> _What needs to be done_: Write out all of the data again, exactly as it reads.

----- Records shown

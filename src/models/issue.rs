//! Issue types representing heuristic results.

use serde::{Deserialize, Serialize};
use std::fmt;
use strum::EnumIter;

/// Severity level of an issue. Only used to compute the score penalty.
#[derive(
    Debug, Clone, Copy, PartialEq, Eq, PartialOrd, Ord, Hash, Serialize, Deserialize,
)]
#[serde(rename_all = "lowercase")]
pub enum Severity {
    /// Cosmetic problem (style violations).
    Low,
    /// Should be addressed before merge (missing documentation).
    Medium,
    /// Must be fixed (security smells, hardcoded secrets, complexity).
    High,
}

impl Severity {
    /// Score penalty subtracted per issue of this severity.
    pub fn penalty(self) -> u32 {
        match self {
            Severity::Low => 2,
            Severity::Medium => 7,
            Severity::High => 15,
        }
    }
}

impl fmt::Display for Severity {
    fn fmt(&self, f: &mut fmt::Formatter<'_>) -> fmt::Result {
        match self {
            Severity::Low => write!(f, "low"),
            Severity::Medium => write!(f, "medium"),
            Severity::High => write!(f, "high"),
        }
    }
}

impl std::str::FromStr for Severity {
    type Err = String;

    fn from_str(s: &str) -> Result<Self, Self::Err> {
        match s.to_lowercase().as_str() {
            "low" => Ok(Severity::Low),
            "medium" => Ok(Severity::Medium),
            "high" => Ok(Severity::High),
            _ => Err(format!("unknown severity: {s}")),
        }
    }
}

/// The category of an issue. Variant order is the declared order used
/// for summary counts.
#[derive(
    Debug, Clone, Copy, PartialEq, Eq, Hash, Serialize, Deserialize, EnumIter,
)]
#[serde(rename_all = "snake_case")]
pub enum IssueKind {
    SecuritySmell,
    HardcodedSecret,
    HighComplexity,
    MissingDocstring,
    StyleViolation,
    /// A file whose evaluation failed. Stands in for the issues that
    /// could not be detected there.
    InternalError,
}

impl IssueKind {
    /// Singular human-readable label, used in templated summaries.
    pub fn label(self) -> &'static str {
        match self {
            IssueKind::SecuritySmell => "high-severity security smell",
            IssueKind::HardcodedSecret => "hardcoded secret",
            IssueKind::HighComplexity => "high-complexity change",
            IssueKind::MissingDocstring => "missing docstring",
            IssueKind::StyleViolation => "style violation",
            IssueKind::InternalError => "file that could not be analyzed",
        }
    }

    /// Plural form of [`IssueKind::label`].
    pub fn label_plural(self) -> &'static str {
        match self {
            IssueKind::SecuritySmell => "high-severity security smells",
            IssueKind::HardcodedSecret => "hardcoded secrets",
            IssueKind::HighComplexity => "high-complexity changes",
            IssueKind::MissingDocstring => "missing docstrings",
            IssueKind::StyleViolation => "style violations",
            IssueKind::InternalError => "files that could not be analyzed",
        }
    }
}

impl fmt::Display for IssueKind {
    fn fmt(&self, f: &mut fmt::Formatter<'_>) -> fmt::Result {
        match self {
            IssueKind::SecuritySmell => write!(f, "security_smell"),
            IssueKind::HardcodedSecret => write!(f, "hardcoded_secret"),
            IssueKind::HighComplexity => write!(f, "high_complexity"),
            IssueKind::MissingDocstring => write!(f, "missing_docstring"),
            IssueKind::StyleViolation => write!(f, "style_violation"),
            IssueKind::InternalError => write!(f, "internal_error"),
        }
    }
}

/// A single issue detected in a changed file. Never mutated after
/// creation.
#[derive(Debug, Clone, PartialEq, Eq, Serialize, Deserialize)]
pub struct Issue {
    /// The category of the issue.
    pub kind: IssueKind,
    /// The severity, which determines the score penalty.
    pub severity: Severity,
    /// Path of the changed file the issue was found in.
    pub file: String,
    /// Line number in the new version of the file, when the issue is
    /// anchored to a specific line.
    #[serde(skip_serializing_if = "Option::is_none")]
    pub line: Option<u32>,
    /// Human-readable description.
    pub message: String,
}

impl Issue {
    /// Issue standing in for a file whose evaluation panicked.
    pub fn internal_error(file: &str) -> Self {
        Issue {
            kind: IssueKind::InternalError,
            severity: Severity::High,
            file: file.to_string(),
            line: None,
            message: "Evaluation of this file failed; its changes were not analyzed.".to_string(),
        }
    }
}

#[cfg(test)]
mod tests {
    use super::*;

    #[test]
    fn severity_ordering() {
        assert!(Severity::Low < Severity::Medium);
        assert!(Severity::Medium < Severity::High);
    }

    #[test]
    fn severity_penalties() {
        assert_eq!(Severity::Low.penalty(), 2);
        assert_eq!(Severity::Medium.penalty(), 7);
        assert_eq!(Severity::High.penalty(), 15);
    }

    #[test]
    fn severity_from_str() {
        assert_eq!("low".parse::<Severity>(), Ok(Severity::Low));
        assert_eq!("MEDIUM".parse::<Severity>(), Ok(Severity::Medium));
        assert_eq!("High".parse::<Severity>(), Ok(Severity::High));
        assert!("critical".parse::<Severity>().is_err());
    }

    #[test]
    fn kind_serializes_snake_case() {
        let json = serde_json::to_string(&IssueKind::HardcodedSecret).unwrap();
        assert_eq!(json, "\"hardcoded_secret\"");
        let back: IssueKind = serde_json::from_str(&json).unwrap();
        assert_eq!(back, IssueKind::HardcodedSecret);
    }

    #[test]
    fn issue_omits_absent_line() {
        let issue = Issue::internal_error("a.py");
        let json = serde_json::to_value(&issue).unwrap();
        assert!(json.get("line").is_none());
        assert_eq!(json["severity"], "high");
    }
}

----------

> _Output for this task_:
filename src/models/issue.rs
//! Issue types representing heuristic results.

use serde::{Deserialize, Serialize};
use std::fmt;
use strum::EnumIter;

/// Severity level of an issue. Only used to compute the score penalty.
#[derive(
    Debug, Clone, Copy, PartialEq, Eq, PartialOrd, Ord, Hash, Serialize, Deserialize,
)]
#[serde(rename_all = "lowercase")]
pub enum Severity {
    /// Cosmetic problem (style violations).
    Low,
    /// Should be addressed before merge (missing documentation).
    Medium,
    /// Must be fixed (security smells, hardcoded secrets, complexity).
    High,
}

impl Severity {
    /// Score penalty subtracted per issue of this severity.
    pub fn penalty(self) -> u32 {
        match self {
            Severity::Low => 2,
            Severity::Medium => 7,
            Severity::High => 15,
        }
    }
}

impl fmt::Display for Severity {
    fn fmt(&self, f: &mut fmt::Formatter<'_>) -> fmt::Result {
        match self {
            Severity::Low => write!(f, "low"),
            Severity::Medium => write!(f, "medium"),
            Severity::High => write!(f, "high"),
        }
    }
}

impl std::str::FromStr for Severity {
    type Err = String;

    fn from_str(s: &str) -> Result<Self, Self::Err> {
        match s.to_lowercase().as_str() {
            "low" => Ok(Severity::Low),
            "medium" => Ok(Severity::Medium),
            "high" => Ok(Severity::High),
            _ => Err(format!("unknown severity: {s}")),
        }
    }
}

/// The category of an issue. Variant order is the declared order used
/// for summary counts.
#[derive(
    Debug, Clone, Copy, PartialEq, Eq, Hash, Serialize, Deserialize, EnumIter,
)]
#[serde(rename_all = "snake_case")]
pub enum IssueKind {
    SecuritySmell,
    HardcodedSecret,
    HighComplexity,
    MissingDocstring,
    StyleViolation,
    /// A file whose evaluation failed. Stands in for the issues that
    /// could not be detected there.
    InternalError,
}

impl IssueKind {
    /// Singular human-readable label, used in templated summaries.
    pub fn label(self) -> &'static str {
        match self {
            IssueKind::SecuritySmell => "high-severity security smell",
            IssueKind::HardcodedSecret => "hardcoded secret",
            IssueKind::HighComplexity => "high-complexity change",
            IssueKind::MissingDocstring => "missing docstring",
            IssueKind::StyleViolation => "style violation",
            IssueKind::InternalError => "file that could not be analyzed",
        }
    }

    /// Plural form of [`IssueKind::label`].
    pub fn label_plural(self) -> &'static str {
        match self {
            IssueKind::SecuritySmell => "high-severity security smells",
            IssueKind::HardcodedSecret => "hardcoded secrets",
            IssueKind::HighComplexity => "high-complexity changes",
            IssueKind::MissingDocstring => "missing docstrings",
            IssueKind::StyleViolation => "style violations",
            IssueKind::InternalError => "files that could not be analyzed",
        }
    }
}

impl fmt::Display for IssueKind {
    fn fmt(&self, f: &mut fmt::Formatter<'_>) -> fmt::Result {
        match self {
            IssueKind::SecuritySmell => write!(f, "security_smell"),
            IssueKind::HardcodedSecret => write!(f, "hardcoded_secret"),
            IssueKind::HighComplexity => write!(f, "high_complexity"),
            IssueKind::MissingDocstring => write!(f, "missing_docstring"),
            IssueKind::StyleViolation => write!(f, "style_violation"),
            IssueKind::InternalError => write!(f, "internal_error"),
        }
    }
}

/// A single issue detected in a changed file. Never mutated after
/// creation.
#[derive(Debug, Clone, PartialEq, Eq, Serialize, Deserialize)]
pub struct Issue {
    /// The category of the issue.
    pub kind: IssueKind,
    /// The severity, which determines the score penalty.
    pub severity: Severity,
    /// Path of the changed file the issue was found in.
    pub file: String,
    /// Line number in the new version of the file, when the issue is
    /// anchored to a specific line.
    #[serde(skip_serializing_if = "Option::is_none")]
    pub line: Option<u32>,
    /// Human-readable description.
    pub message: String,
}

impl Issue {
    /// Issue standing in for a file whose evaluation panicked.
    pub fn internal_error(file: &str) -> Self {
        Issue {
            kind: IssueKind::InternalError,
            severity: Severity::High,
            file: file.to_string(),
            line: None,
            message: "Evaluation of this file failed; its changes were not analyzed.".to_string(),
        }
    }
}

#[cfg(test)]
mod tests {
    use super::*;

    #[test]
    fn severity_ordering() {
        assert!(Severity::Low < Severity::Medium);
        assert!(Severity::Medium < Severity::High);
    }

    #[test]
    fn severity_penalties() {
        assert_eq!(Severity::Low.penalty(), 2);
        assert_eq!(Severity::Medium.penalty(), 7);
        assert_eq!(Severity::High.penalty(), 15);
    }

    #[test]
    fn severity_from_str() {
        assert_eq!("low".parse::<Severity>(), Ok(Severity::Low));
        assert_eq!("MEDIUM".parse::<Severity>(), Ok(Severity::Medium));
        assert_eq!("High".parse::<Severity>(), Ok(Severity::High));
        assert!("critical".parse::<Severity>().is_err());
    }

    #[test]
    fn kind_serializes_snake_case() {
        let json = serde_json::to_string(&IssueKind::HardcodedSecret).unwrap();
        assert_eq!(json, "\"hardcoded_secret\"");
        let back: IssueKind = serde_json::from_str(&json).unwrap();
        assert_eq!(back, IssueKind::HardcodedSecret);
    }

    #[test]
    fn issue_omits_absent_line() {
        let issue = Issue::internal_error("a.py");
        let json = serde_json::to_value(&issue).unwrap();
        assert!(json.get("line").is_none());
        assert_eq!(json["severity"], "high");
    }
}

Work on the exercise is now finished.